- [Exercise goal]: Your reply should be a single number, the count of lines in the records that contain "latency".

- [Supplied information]:
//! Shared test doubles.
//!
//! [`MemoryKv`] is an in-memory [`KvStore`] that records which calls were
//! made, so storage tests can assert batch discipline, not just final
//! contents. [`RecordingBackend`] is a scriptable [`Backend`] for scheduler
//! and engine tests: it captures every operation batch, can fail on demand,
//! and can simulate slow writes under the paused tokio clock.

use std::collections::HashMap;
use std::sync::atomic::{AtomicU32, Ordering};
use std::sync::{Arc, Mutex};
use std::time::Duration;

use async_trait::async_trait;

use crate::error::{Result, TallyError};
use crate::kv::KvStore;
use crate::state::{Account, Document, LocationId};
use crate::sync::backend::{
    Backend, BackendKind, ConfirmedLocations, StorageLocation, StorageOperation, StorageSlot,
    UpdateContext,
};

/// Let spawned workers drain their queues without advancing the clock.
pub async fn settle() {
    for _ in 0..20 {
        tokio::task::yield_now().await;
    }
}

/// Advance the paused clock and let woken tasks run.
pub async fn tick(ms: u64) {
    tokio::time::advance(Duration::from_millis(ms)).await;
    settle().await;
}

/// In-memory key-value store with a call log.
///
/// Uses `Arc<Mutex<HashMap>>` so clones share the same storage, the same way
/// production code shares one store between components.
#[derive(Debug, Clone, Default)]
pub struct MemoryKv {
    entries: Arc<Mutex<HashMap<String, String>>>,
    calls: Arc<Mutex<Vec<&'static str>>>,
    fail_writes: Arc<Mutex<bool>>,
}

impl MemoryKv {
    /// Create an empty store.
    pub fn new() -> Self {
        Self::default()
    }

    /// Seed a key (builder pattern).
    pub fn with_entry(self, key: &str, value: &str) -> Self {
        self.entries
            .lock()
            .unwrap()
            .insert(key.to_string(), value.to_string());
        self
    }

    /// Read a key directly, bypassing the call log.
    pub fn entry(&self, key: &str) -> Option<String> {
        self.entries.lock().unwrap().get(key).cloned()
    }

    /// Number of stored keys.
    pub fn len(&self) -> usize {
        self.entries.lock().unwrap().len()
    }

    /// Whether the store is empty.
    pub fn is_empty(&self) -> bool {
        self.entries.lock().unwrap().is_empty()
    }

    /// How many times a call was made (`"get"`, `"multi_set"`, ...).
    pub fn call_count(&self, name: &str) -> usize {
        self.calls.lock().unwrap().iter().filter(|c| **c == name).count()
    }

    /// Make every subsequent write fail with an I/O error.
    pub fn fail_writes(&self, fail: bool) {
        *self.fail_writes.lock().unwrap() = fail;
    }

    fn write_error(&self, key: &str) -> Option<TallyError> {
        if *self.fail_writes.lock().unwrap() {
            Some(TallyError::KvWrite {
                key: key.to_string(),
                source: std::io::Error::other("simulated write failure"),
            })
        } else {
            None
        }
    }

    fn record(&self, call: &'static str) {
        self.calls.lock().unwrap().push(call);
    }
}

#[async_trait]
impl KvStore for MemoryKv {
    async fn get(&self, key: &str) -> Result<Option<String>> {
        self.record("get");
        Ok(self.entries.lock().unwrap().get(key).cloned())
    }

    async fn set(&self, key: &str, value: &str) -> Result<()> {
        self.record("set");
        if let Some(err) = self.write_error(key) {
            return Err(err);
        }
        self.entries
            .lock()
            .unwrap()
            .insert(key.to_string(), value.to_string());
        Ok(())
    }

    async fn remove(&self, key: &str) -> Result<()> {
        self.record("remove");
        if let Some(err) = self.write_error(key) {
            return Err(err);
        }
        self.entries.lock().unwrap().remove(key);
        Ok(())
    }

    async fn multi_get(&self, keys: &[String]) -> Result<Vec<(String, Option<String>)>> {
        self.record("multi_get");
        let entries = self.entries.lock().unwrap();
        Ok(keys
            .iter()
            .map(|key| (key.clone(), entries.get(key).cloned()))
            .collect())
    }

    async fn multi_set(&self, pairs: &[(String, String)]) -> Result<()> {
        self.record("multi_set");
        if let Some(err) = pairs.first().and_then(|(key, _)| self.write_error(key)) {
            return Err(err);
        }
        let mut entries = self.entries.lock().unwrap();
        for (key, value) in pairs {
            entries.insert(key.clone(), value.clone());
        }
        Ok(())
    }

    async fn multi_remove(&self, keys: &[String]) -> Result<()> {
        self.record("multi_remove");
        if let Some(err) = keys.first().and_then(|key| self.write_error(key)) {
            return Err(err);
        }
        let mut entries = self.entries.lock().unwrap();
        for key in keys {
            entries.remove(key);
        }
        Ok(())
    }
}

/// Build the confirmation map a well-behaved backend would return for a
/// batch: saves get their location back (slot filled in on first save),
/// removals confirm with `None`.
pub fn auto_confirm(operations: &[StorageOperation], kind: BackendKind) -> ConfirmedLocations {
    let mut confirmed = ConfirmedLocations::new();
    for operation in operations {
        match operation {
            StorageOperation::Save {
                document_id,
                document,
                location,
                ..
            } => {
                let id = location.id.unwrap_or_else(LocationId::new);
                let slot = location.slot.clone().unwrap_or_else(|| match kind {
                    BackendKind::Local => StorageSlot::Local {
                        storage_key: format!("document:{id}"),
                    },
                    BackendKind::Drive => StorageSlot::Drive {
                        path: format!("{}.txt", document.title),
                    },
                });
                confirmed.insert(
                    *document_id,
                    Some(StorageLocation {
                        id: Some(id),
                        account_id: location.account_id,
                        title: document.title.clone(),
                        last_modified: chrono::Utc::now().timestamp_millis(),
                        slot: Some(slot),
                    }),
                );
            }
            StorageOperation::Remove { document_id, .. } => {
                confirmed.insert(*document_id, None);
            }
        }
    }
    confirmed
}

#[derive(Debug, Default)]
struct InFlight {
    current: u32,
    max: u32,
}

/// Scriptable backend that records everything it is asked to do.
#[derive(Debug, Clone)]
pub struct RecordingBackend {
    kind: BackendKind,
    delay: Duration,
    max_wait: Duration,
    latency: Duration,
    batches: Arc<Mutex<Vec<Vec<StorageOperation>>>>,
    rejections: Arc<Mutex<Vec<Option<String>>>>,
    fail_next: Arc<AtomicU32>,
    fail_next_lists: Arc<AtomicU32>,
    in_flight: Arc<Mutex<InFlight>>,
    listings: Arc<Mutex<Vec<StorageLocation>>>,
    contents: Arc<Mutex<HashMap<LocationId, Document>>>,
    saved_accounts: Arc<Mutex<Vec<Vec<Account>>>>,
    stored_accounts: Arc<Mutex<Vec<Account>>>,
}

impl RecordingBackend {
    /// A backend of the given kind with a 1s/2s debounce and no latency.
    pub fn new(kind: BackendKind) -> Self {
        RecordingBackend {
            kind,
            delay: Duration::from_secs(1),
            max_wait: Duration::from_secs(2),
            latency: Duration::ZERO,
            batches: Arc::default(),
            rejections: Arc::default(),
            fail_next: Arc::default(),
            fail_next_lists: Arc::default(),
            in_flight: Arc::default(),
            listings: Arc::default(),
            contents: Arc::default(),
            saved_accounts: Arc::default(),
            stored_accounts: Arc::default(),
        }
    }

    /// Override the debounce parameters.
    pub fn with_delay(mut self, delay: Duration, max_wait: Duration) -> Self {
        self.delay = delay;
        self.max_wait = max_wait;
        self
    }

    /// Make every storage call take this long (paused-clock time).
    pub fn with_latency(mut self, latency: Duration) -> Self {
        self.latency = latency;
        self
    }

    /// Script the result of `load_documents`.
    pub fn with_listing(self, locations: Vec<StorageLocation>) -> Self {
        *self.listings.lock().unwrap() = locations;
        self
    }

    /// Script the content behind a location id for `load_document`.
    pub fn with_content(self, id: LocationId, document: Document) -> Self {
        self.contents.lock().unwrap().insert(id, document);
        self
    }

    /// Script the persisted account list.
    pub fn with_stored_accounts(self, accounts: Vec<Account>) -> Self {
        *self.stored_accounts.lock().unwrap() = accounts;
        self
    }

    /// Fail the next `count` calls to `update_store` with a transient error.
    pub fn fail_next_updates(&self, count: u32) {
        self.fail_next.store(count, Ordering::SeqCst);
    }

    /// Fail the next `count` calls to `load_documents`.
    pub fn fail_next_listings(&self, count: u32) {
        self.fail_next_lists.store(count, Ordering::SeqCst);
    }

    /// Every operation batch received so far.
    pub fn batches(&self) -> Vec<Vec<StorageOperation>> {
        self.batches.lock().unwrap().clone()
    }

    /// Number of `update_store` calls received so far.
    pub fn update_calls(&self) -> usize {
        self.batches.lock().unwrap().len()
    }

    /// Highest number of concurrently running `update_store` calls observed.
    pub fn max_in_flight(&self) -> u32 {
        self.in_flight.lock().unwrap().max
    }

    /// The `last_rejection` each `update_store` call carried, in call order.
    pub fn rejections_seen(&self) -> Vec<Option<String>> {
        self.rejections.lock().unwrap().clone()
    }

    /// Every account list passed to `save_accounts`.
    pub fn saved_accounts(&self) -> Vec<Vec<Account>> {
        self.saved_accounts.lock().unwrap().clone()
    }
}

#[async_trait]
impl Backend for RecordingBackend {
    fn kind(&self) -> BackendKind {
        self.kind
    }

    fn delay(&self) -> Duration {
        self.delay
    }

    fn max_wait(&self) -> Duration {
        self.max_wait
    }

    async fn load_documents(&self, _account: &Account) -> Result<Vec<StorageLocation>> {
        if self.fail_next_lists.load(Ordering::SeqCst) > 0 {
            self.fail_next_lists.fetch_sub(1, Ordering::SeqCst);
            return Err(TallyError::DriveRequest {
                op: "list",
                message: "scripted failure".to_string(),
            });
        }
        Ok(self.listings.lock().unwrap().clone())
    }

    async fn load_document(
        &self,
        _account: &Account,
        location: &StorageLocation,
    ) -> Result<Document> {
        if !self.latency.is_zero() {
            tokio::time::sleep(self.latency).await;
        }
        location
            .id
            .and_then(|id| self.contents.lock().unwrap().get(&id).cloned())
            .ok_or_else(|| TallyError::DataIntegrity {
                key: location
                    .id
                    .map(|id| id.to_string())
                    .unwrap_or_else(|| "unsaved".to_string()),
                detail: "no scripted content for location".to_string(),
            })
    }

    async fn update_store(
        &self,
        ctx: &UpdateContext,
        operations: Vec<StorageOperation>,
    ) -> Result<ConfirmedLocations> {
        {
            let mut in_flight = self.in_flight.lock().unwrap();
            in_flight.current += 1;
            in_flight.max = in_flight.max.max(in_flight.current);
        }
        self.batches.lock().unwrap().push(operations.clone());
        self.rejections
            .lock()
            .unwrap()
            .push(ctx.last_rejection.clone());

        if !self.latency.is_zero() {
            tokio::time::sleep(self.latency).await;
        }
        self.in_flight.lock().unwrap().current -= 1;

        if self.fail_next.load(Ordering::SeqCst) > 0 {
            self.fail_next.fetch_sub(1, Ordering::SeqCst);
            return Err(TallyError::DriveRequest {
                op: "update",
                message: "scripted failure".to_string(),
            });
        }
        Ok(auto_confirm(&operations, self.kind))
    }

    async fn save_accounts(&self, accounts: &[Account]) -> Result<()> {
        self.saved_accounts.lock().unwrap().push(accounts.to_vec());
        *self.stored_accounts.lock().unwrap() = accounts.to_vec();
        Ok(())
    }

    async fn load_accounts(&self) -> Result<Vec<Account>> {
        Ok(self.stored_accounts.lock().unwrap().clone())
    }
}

- [Solution to the problem]: 9